§ **TRY IT**:
Within the entries below, the lines from the one with "repository e64697f6b3e55782" through the one with "pub fn duration(&mut" are to be set down exactly, both ends kept.

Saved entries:
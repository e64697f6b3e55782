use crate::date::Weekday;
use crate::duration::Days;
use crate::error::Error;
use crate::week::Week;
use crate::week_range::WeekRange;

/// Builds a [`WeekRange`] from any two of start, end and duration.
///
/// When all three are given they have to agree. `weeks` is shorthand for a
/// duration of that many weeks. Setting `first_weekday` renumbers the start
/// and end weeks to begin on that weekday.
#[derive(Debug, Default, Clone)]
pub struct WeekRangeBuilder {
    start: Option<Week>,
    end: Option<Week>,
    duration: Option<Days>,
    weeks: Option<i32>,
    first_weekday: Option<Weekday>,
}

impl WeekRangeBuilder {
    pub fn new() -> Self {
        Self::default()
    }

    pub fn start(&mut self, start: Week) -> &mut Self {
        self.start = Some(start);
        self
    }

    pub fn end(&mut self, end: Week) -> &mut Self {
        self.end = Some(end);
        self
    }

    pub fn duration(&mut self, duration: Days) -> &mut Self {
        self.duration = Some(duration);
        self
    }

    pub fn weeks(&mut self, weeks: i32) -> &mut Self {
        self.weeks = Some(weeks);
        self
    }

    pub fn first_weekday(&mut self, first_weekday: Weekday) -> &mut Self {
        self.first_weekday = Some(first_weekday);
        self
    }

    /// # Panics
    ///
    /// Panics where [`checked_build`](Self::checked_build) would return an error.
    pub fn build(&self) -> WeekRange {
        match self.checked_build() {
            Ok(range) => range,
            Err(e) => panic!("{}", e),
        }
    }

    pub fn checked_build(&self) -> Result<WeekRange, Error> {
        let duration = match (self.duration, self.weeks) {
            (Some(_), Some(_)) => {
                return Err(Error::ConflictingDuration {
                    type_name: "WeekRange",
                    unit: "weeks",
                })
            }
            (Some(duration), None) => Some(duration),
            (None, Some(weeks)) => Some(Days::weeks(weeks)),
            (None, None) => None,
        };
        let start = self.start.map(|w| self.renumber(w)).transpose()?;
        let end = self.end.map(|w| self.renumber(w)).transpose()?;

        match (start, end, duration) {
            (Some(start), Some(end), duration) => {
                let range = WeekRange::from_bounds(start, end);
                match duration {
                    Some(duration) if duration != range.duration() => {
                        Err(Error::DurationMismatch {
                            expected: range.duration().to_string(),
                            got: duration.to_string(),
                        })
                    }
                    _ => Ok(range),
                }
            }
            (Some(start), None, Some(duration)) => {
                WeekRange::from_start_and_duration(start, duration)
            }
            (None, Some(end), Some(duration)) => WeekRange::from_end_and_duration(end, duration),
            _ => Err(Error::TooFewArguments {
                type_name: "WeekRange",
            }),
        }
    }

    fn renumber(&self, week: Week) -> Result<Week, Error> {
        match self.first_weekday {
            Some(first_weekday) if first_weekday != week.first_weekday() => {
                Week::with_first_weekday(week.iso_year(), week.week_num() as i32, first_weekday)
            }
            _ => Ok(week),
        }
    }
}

--

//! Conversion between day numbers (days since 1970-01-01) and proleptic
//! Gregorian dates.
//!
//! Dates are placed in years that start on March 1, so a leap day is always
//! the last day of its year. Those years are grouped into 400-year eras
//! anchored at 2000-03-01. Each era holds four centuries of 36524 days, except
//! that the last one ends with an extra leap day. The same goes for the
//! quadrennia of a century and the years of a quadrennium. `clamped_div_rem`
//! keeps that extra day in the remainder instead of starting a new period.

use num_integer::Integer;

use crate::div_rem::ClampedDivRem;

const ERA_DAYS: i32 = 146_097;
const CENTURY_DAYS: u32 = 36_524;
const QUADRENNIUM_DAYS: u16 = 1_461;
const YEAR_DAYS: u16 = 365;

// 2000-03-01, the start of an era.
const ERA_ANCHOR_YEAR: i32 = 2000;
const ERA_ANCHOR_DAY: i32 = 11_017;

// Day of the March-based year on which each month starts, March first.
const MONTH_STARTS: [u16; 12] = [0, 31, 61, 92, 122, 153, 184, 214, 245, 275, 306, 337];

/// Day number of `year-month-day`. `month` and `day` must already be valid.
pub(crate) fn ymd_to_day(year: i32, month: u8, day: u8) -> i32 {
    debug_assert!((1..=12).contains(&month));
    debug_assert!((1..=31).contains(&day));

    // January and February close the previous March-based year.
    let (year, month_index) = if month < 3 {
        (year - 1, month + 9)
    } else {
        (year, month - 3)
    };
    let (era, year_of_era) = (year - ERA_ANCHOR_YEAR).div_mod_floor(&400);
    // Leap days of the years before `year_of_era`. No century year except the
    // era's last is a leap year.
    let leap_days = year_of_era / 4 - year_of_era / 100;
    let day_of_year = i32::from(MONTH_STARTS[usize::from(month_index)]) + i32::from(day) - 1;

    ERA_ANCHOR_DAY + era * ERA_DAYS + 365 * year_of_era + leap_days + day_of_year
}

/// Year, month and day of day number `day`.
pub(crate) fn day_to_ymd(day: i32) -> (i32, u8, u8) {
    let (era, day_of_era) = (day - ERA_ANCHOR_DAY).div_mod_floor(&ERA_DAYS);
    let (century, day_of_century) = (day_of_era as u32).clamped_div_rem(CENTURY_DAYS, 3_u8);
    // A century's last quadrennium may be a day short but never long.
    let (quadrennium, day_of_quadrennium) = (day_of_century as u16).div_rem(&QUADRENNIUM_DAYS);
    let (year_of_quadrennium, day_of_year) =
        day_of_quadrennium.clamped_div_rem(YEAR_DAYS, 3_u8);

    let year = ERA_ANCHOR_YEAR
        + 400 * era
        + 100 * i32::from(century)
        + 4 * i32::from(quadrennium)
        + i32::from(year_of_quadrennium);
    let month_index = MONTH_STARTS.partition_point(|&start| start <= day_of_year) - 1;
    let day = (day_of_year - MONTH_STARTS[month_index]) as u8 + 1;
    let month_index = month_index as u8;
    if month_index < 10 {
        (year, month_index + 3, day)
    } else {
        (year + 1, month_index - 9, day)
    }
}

§ **SOLUTION TO THIS TASK**:
repository e64697f6b3e55782
use crate::date::Weekday;
use crate::duration::Days;
use crate::error::Error;
use crate::week::Week;
use crate::week_range::WeekRange;

/// Builds a [`WeekRange`] from any two of start, end and duration.
///
/// When all three are given they have to agree. `weeks` is shorthand for a
/// duration of that many weeks. Setting `first_weekday` renumbers the start
/// and end weeks to begin on that weekday.
#[derive(Debug, Default, Clone)]
pub struct WeekRangeBuilder {
    start: Option<Week>,
    end: Option<Week>,
    duration: Option<Days>,
    weeks: Option<i32>,
    first_weekday: Option<Weekday>,
}

impl WeekRangeBuilder {
    pub fn new() -> Self {
        Self::default()
    }

    pub fn start(&mut self, start: Week) -> &mut Self {
        self.start = Some(start);
        self
    }

    pub fn end(&mut self, end: Week) -> &mut Self {
        self.end = Some(end);
        self
    }

    pub fn duration(&mut self, duration: Days) -> &mut Self {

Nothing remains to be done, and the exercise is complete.